Jóvenes conversan mientras esperan ser abordadas por algún cliente.
NATALIA PEDRAZA BRAVO

Bob cuenta que lleva años viajando por el mundo. Pagar por sexo para nada le es
ajeno, y dice que el Parque Lleras es un lugar especial: “Aquí hay una libertad
muy poco común. Puedes hacer lo que te dé la gana”. Es lunes, son las once de la
noche. En dos horas la prostitución estará prohibida en este lugar, pero a Bob no
le preocupa eso, dice que será mejor para los turistas como él. “Habrá más
control sobre las chicas, menos chances de que te roben. Nosotros podremos
seguir solicitando”, asegura. Mientras Bob cuenta todo esto, una venezolana de
Valencia, llamada Yuliet, le acaricia la cara. Dice que tiene 24 años, y que lleva
dos como “dama de compañía”.

―¿Qué hacía antes?

―Pedir en la calle.
Durante dos horas Bob se sienta al lado de Yuliet y dos compañeras suyas.
Toman cervezas, fuman cigarrillos, se comunican por Google Translate. En la
mesa de al lado ocurre una situación similar. Una chica vestida de una camiseta
de los Chicago Bulls acaricia la cabeza calva de un hombre blanco. El calvo se
sienta con dos hombres mayores, de 60 para arriba, que no hablan español y
tampoco con los medios. “Por favor, estamos de vacaciones. No queremos
preguntas. Solo queremos pasarla bien”, declaran.

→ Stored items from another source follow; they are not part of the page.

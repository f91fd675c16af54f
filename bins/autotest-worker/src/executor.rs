/// Tester process execution
///
/// **Responsibility:**
/// Launch one tester child per test group, as the job's identity, in the
/// job's workspace, with resource limits installed, and collect what it
/// printed.
///
/// The child is this same binary running its `tester` subcommand; it reads
/// its specs from stdin. This module knows nothing about:
/// - How a tester judges submissions (testers/)
/// - How output becomes a group result (report.rs)

use crate::config::PortRange;
use crate::identity::WorkerIdentity;
use crate::rlimit::{self, PolicyError, ResolvedLimit, ResourceLimitPolicy};
use anyhow::{Context, Result, bail};
use async_trait::async_trait;
use autotest_common::types::TesterSpecs;
use nix::sys::signal::{killpg, Signal};
use nix::unistd::Pid;
use std::collections::{BTreeMap, HashMap};
use std::net::TcpListener;
use std::path::{Path, PathBuf};
use std::process::Stdio;
use std::sync::{Arc, Mutex};
use std::time::{Duration, Instant};
use tokio::io::{AsyncRead, AsyncReadExt, AsyncWriteExt};
use tokio::process::Command;
use tokio::task::JoinHandle;
use tracing::{debug, instrument, warn};

/// How long to wait for output pipes to close after killing a tester.
const DRAIN_GRACE: Duration = Duration::from_secs(5);

/// One test group to run.
pub struct GroupRequest<'a> {
    pub identity: &'a WorkerIdentity,
    pub workspace: &'a Path,
    pub specs: &'a TesterSpecs,
    pub env: &'a HashMap<String, String>,
    /// Seconds of wall time before the group is killed.
    pub timeout: Option<u64>,
}

/// What a tester child left behind.
#[derive(Debug, Clone, Default)]
pub struct GroupOutput {
    pub stdout: String,
    pub stderr: String,
    pub elapsed_ms: u64,
    pub timed_out: bool,
}

#[async_trait]
pub trait TesterExecutor: Send + Sync {
    async fn run_group(&self, request: GroupRequest<'_>) -> Result<GroupOutput>;

    /// Kill every process left running as `identity`.
    async fn reap(&self, identity: &WorkerIdentity) -> Result<()>;
}

/// Environment variables handed to an identity's tests for its resources.
pub fn identity_env(identity: &WorkerIdentity) -> Result<BTreeMap<String, String>> {
    let mut vars = BTreeMap::new();
    if let Some(range) = &identity.resources.port {
        let port = available_port(range)
            .with_context(|| format!("No free port between {} and {}", range.min, range.max))?;
        vars.insert("PORT".to_string(), port.to_string());
    }
    Ok(vars)
}

/// First port of `range` that can currently be bound on localhost.
pub fn available_port(range: &PortRange) -> Option<u16> {
    (range.min..=range.max).find(|port| TcpListener::bind(("127.0.0.1", *port)).is_ok())
}

/// Add the job's variables to `base`. Jobs may not replace anything the
/// worker already set.
pub fn merge_job_env(
    mut base: HashMap<String, String>,
    job_vars: &HashMap<String, String>,
) -> Result<HashMap<String, String>> {
    let mut conflicts: Vec<&str> = job_vars
        .keys()
        .filter(|key| base.contains_key(*key))
        .map(String::as_str)
        .collect();
    if !conflicts.is_empty() {
        conflicts.sort_unstable();
        bail!(
            "The following environment variables cannot be overwritten for this test: {}",
            conflicts.join(", ")
        );
    }
    base.extend(job_vars.iter().map(|(k, v)| (k.clone(), v.clone())));
    Ok(base)
}

/// Runs testers as child processes of this binary.
pub struct ChildProcessExecutor {
    worker_exe: PathBuf,
    policy: ResourceLimitPolicy,
    limits: Vec<ResolvedLimit>,
    junit_jar: Option<PathBuf>,
}

impl ChildProcessExecutor {
    /// Limits are resolved against this process now, and again by the tester
    /// itself once it runs as the identity.
    pub fn new(
        worker_exe: PathBuf,
        policy: ResourceLimitPolicy,
        junit_jar: Option<PathBuf>,
    ) -> Result<Self, PolicyError> {
        let limits = policy.resolve_current()?;
        Ok(Self {
            worker_exe,
            policy,
            limits,
            junit_jar,
        })
    }

    fn command(&self, request: &GroupRequest<'_>) -> Result<Command> {
        let prefix = request.identity.command_prefix();
        let mut cmd = match prefix.split_first() {
            Some((program, args)) => {
                let mut cmd = Command::new(program);
                cmd.args(args).arg(&self.worker_exe);
                cmd
            }
            None => Command::new(&self.worker_exe),
        };
        cmd.arg("tester");
        if let Some(jar) = &self.junit_jar {
            cmd.arg("--junit-jar").arg(jar);
        }
        if !self.policy.is_empty() {
            cmd.arg("--rlimits").arg(serde_json::to_string(&self.policy)?);
        }
        cmd.current_dir(request.workspace)
            .env_clear()
            .envs(request.env)
            .stdin(Stdio::piped())
            .stdout(Stdio::piped())
            .stderr(Stdio::piped())
            .process_group(0)
            .kill_on_drop(true);

        let limits = self.limits.clone();
        // SAFETY: only async-signal-safe setrlimit calls run between fork and exec.
        unsafe {
            cmd.pre_exec(move || rlimit::install(&limits).map_err(std::io::Error::from));
        }
        Ok(cmd)
    }

    /// Kill whatever the tester started and left running.
    async fn stop_leftovers(&self, identity: &WorkerIdentity, pid: Option<u32>) -> Result<()> {
        if identity.is_current_user() {
            if let Some(pid) = pid {
                // ESRCH: the group is already gone.
                let _ = killpg(Pid::from_raw(pid as i32), Signal::SIGKILL);
            }
            Ok(())
        } else {
            self.reap(identity).await
        }
    }
}

/// Bytes read from a pipe so far; kept even when reading never finishes.
type Captured = Arc<Mutex<Vec<u8>>>;

fn drain<R>(pipe: Option<R>) -> (Captured, JoinHandle<()>)
where
    R: AsyncRead + Unpin + Send + 'static,
{
    let captured: Captured = Arc::default();
    let sink = Arc::clone(&captured);
    let handle = tokio::spawn(async move {
        let Some(mut pipe) = pipe else {
            return;
        };
        let mut chunk = [0u8; 8192];
        loop {
            match pipe.read(&mut chunk).await {
                Ok(0) => break,
                Ok(n) => lock(&sink).extend_from_slice(&chunk[..n]),
                // A read error just truncates what was captured.
                Err(_) => break,
            }
        }
    });
    (captured, handle)
}

fn lock(captured: &Captured) -> std::sync::MutexGuard<'_, Vec<u8>> {
    captured.lock().unwrap_or_else(|poisoned| poisoned.into_inner())
}

async fn collect((captured, handle): (Captured, JoinHandle<()>)) -> String {
    match tokio::time::timeout(DRAIN_GRACE, handle).await {
        Ok(Ok(())) => {}
        Ok(Err(e)) => warn!(error = %e, "Output reader failed"),
        Err(_) => warn!("Tester output still open, keeping what was read"),
    }
    let bytes = lock(&captured);
    String::from_utf8_lossy(&bytes).into_owned()
}

#[async_trait]
impl TesterExecutor for ChildProcessExecutor {
    #[instrument(skip_all, fields(identity = %request.identity.name, tester = %request.specs.tester_type))]
    async fn run_group(&self, request: GroupRequest<'_>) -> Result<GroupOutput> {
        let payload = serde_json::to_vec(request.specs)?;
        let start = Instant::now();
        let mut child = self
            .command(&request)?
            .spawn()
            .context("Failed to start tester process")?;
        let pid = child.id();

        let stdout = drain(child.stdout.take());
        let stderr = drain(child.stderr.take());
        if let Some(mut stdin) = child.stdin.take() {
            // Written on its own so a tester that never reads cannot stall the
            // timeout; dropping the pipe afterwards signals end of input.
            tokio::spawn(async move {
                if let Err(e) = stdin.write_all(&payload).await {
                    debug!(error = %e, "Tester closed stdin early");
                }
            });
        }

        let mut timed_out = false;
        match request.timeout {
            Some(secs) => {
                match tokio::time::timeout(Duration::from_secs(secs), child.wait()).await {
                    Ok(status) => {
                        status?;
                    }
                    Err(_) => {
                        warn!(timeout_secs = secs, "Tester timed out, killing");
                        timed_out = true;
                    }
                }
            }
            None => {
                child.wait().await?;
            }
        }
        // Anything the tester left behind still holds its output pipes.
        self.stop_leftovers(request.identity, pid).await?;
        if timed_out {
            let _ = child.kill().await;
        }
        let elapsed_ms = start.elapsed().as_millis() as u64;

        Ok(GroupOutput {
            stdout: collect(stdout).await,
            stderr: collect(stderr).await,
            elapsed_ms,
            timed_out,
        })
    }

    async fn reap(&self, identity: &WorkerIdentity) -> Result<()> {
        if identity.is_current_user() {
            return Ok(());
        }
        let prefix = identity.command_prefix();
        let status = Command::new(&prefix[0])
            .args(&prefix[1..])
            .arg(&self.worker_exe)
            .arg("reap")
            .stdin(Stdio::null())
            .status()
            .await
            .with_context(|| format!("Failed to reap processes of {}", identity.name))?;
        if !status.success() {
            bail!("Reaping processes of {} exited with {}", identity.name, status);
        }
        Ok(())
    }
}

/// Kill every process this account may signal, except this one.
pub fn kill_all_own_processes() -> nix::Result<()> {
    nix::sys::signal::kill(Pid::from_raw(-1), Signal::SIGKILL)
}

A las 00.50, la Policía ―aquí sí hay policía― se acerca y saca a todos. Entre
sirenas se produce un éxodo masivo hacia la salida que lleva a la calle 10. Parece
una peregrinación religiosa, pero con valores muy distintos. Las chicas se
apresuran a emparejarse con extranjeros; no pueden perder una noche de
trabajo. Justo fuera de la salida, Yuliet sigue al lado de Bob, que no quiere irse
con ella. El hombre apunta a dos otras chicas, dice “Hotel” en inglés y se van.
Yuliet se quedará sin trabajo esta noche.

La prohibición

Dos días después, el sitio se ve muy diferente. Son las 23.30. La “oferta sexual” ya
está prohibida en el Parque Lleras, que se ha llenado de enormes cárteles
amarillos en contra de la medida. “#SOS. No apoyamos la explotación sexual
infantil. No al decreto 0247 de 2024. 5.000 familias sin empleo”, se leen. Según los
empresarios, el decreto les costará mucho dinero. Según Alexa, muchos de ellos
“son puteros”.
Algunos de los bares y comercios de la zona se han unido a una campaña en contra del trabajo sexual infantil.
NATALIA PEDRAZA BRAVO

Pese al decreto sigue habiendo muchas mujeres en el parque: unas 70,


acompañadas de una veintena de extranjeros. Intercambian números de
teléfono, toman cervezas en los bares, se cogen de la mano, se van caminando
juntos. Vigilando la escena están funcionarios de la Alcaldía, que paran a los
turistas para explicarles las nuevas medidas, además de muchos policías. Los
uniformados, sin embargo, no detienen a nadie: solo revisan las cédulas de las
chicas a la entrada.

―Disculpe, oficial. ¿La prostitución no está prohibida acá desde el lunes?

―Sí, pero no tenemos cómo demostrar que se están prostituyendo.